Hey mom! We’re taking over the world!!

The numbers of western lowland gorillas living across 47,000 square kilometers of dense forestland were thought to have plummeted from 100,000 to half that number since the 1980s.

Just last year, the threat from the deadly Ebola virus and indiscriminate bushmeat hunters prompted the International Union for the Conservation of Nature to add the apes to their critically endangered list.

The results of the census by the Wildlife Conservation Society and local government researchers were announced today at a meeting of the International Primatological Society in Edinburgh, UK.

Researchers undertook intensive fieldwork to count the number of nests – the leafy beds the secretive apes sleep in at night. They found as many as eight individuals per square kilometer, one of the highest gorilla densities every recorded.
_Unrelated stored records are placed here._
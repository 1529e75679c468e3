use anyhow::Context;
use chrono::{Local, Utc};
use cowatch::{
    app::App,
    config::Config,
    display::{Screen, WidgetFramebuffer},
    state::{FileStorage, Store},
    view::HeadlessSurface,
    weather::{self, Weather},
};
use log::{error, info, LevelFilter};
use std::{
    sync::{
        atomic::{AtomicBool, Ordering},
        Arc,
    },
    thread,
    time::{Duration, Instant},
};

/// All of the widget's cadences hang off this one loop interval
const TICK_INTERVAL: Duration = Duration::from_secs(1);

fn main() -> anyhow::Result<()> {
    env_logger::builder()
        .filter_module("cowatch", LevelFilter::Info)
        .parse_default_env()
        .init();

    let config = Config::load();
    let store = Store::new(Box::new(FileStorage::load(
        config.settings_path.clone(),
    )));

    let place = weather::resolve_place(&config);
    info!("Showing weather for {}", place.city);
    let weather = Weather::new(&place);
    weather.refresh(); // Initial fetch; later ones ride the staleness check

    let mut app = App::new(
        store,
        weather,
        HeadlessSurface,
        Utc::now().timestamp_millis(),
    );
    let mut screen = Screen::new(WidgetFramebuffer::new());

    let terminated = Arc::new(AtomicBool::new(false));
    let flag = Arc::clone(&terminated);
    ctrlc::set_handler(move || flag.store(true, Ordering::Relaxed))
        .context("Error installing shutdown handler")?;

    info!("Starting tick loop");
    while !terminated.load(Ordering::Relaxed) {
        // A bad tick (e.g. settings flush to a full disk) shouldn't kill
        // the clock; log it and keep ticking
        if let Err(err) = tick(&mut app, &mut screen) {
            error!("Error during tick: {err:?}");
        }
        thread::sleep(TICK_INTERVAL);
    }
    info!("Shutting down");
    Ok(())
}

fn tick(
    app: &mut App<HeadlessSurface>,
    screen: &mut Screen<WidgetFramebuffer>,
) -> anyhow::Result<()> {
    app.tick(Instant::now());
    let state = app.frame_state(Local::now());
    screen.tick(&state)?;
    Ok(())
}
Don’t pick your nose…the news is here!

It may seem bizarre that no-one had realized quite how many gorillas there were in the region, says WCS biologist Emma Stokes, who helped coordinate the study. The difficulty in counting the animals is partly to blame, she explains, and even detecting the nests can be tricky in such densely forested areas.

Not only that, “the old number was a crude estimate”, which relied heavily on extrapolation rather than direct observation, she says. Advances in census methodologies, coupled with the enormous scale and significant funding of the survey, are what make this study far more accurate.

The census is particularly positive news in the context of an IUCN evaluation, also presented at the Edinburgh meeting, which warns that 50% of the world’s primates are in danger of extinction because their habitats are being destroyed and many animals are illegally hunted as food.

The gorillas do have “an enormous advantage of remoteness”, which confers a natural protection from poachers and disease epidemics – some survey areas were 80 km away from roads and villages.

But their location won’t protect them forever, cautions Stokes, because most of the gorillas live outside protected areas.

A region called Ntokou-Pikounda, in the middle of the forested area, was given national park status by the government in 2006, but this was a largely empty gesture since officials did nothing to enforce its protection.

Given that the park is home to 73,000 of the gorillas in the study area, ensuring this region is properly protected should be the first step in saving the apes, says Stokes. This will mean stationing people to catch illegal logging trucks and establishing mobile anti-poaching teams in the area.

Because Ebola epidemics can quickly reduce as much as 95% of a population, understanding how the virus is transmitted to the animals, and developing vaccines – as well as clever ways of getting the vaccines to the animals fast – will be crucial to protecting the animals, says Stokes.